Messen auf digitalem Niveau – Ambiente Frankfurt goes digital

Die Ambiente Frankfurt verlagert ihren jährlichen Branchentreffpunkt daher auf ein virtuelles Gelände. Die Frankfurter Messe gibt auf ihrer Homepage bekannt, dass sie als physischer Treffpunkt in diesem Jahr ausfallen wird. Der Termin für das nächste Get together in natura ist mit Datum von 11.-15. Februar 2022 zwar bereits bekannt, doch bis dahin wollen die Veranstalter nicht warten. Um nicht ganz auf Networking, Beratung wie den fachlichen Austausch verzichten zu müssen, lädt die Messe gemeinsam der Christmasworld, Paperworld und Creativeworld am 20. April 2021 zum Consumer Goods Digital Day, an dem sich die Einrichtungsbranche zum digital talk versammeln kann.
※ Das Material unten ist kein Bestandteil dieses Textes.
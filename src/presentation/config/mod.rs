mod environment;
mod settings;

pub use environment::Environment;
pub use settings::{
    AwsSettings, ErrorSettings, LlmSettings, MetricsSettings, ServerSettings, Settings,
    StorageProviderSetting, StorageSettings, TraceSettings, TranscriptionSettings,
};
use std::fmt;

/// Location of an audio recording in the object store.
#[derive(Debug, Clone, PartialEq, Eq)]
pub struct AudioObject {
    bucket: String,
    key: String,
}

impl AudioObject {
    pub fn new(bucket: impl Into<String>, key: impl Into<String>) -> Self {
        Self {
            bucket: bucket.into(),
            key: key.into(),
        }
    }

    pub fn bucket(&self) -> &str {
        &self.bucket
    }

    pub fn key(&self) -> &str {
        &self.key
    }

    /// `s3://bucket/key`, the form the transcription service expects.
    pub fn media_uri(&self) -> String {
        format!("s3://{}/{}", self.bucket, self.key)
    }

    pub fn extension(&self) -> Option<&str> {
        let file_name = self.key.rsplit('/').next()?;
        let (stem, ext) = file_name.rsplit_once('.')?;
        if stem.is_empty() || ext.is_empty() {
            None
        } else {
            Some(ext)
        }
    }
}

impl fmt::Display for AudioObject {
    fn fmt(&self, f: &mut fmt::Formatter<'_>) -> fmt::Result {
        write!(f, "s3://{}/{}", self.bucket, self.key)
    }
}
Ein kleiner „Blickfang“ von nationalen wie internationalen Einrichtungsmessen

Einige Messen sind verschoben worden oder gänzlich ausgefallen, auf einige aber darf man hoffen. Wer also den hautnahen Messetrubel nicht missen will, hat gute Chancen, diesen im Spätfrühling oder Herbst wieder zu entdecken. Die Blickfang Hamburg beispielsweise soll von 14.-16. Mai in den Deichtorhallen, der Mailänder Salone del Mobile von 5.-10. September oder die Pariser Maison & Objet von 9.-13. September 2021 stattfinden. Bis bleibt der Klick ins Online-Gelände. Wohntrends spiegeln auch die menschlichen Bedürfnisse wider, die sich in Einrichtungstrends wiederfinden. Die Gemütlichkeit steht dabei im Vordergrund.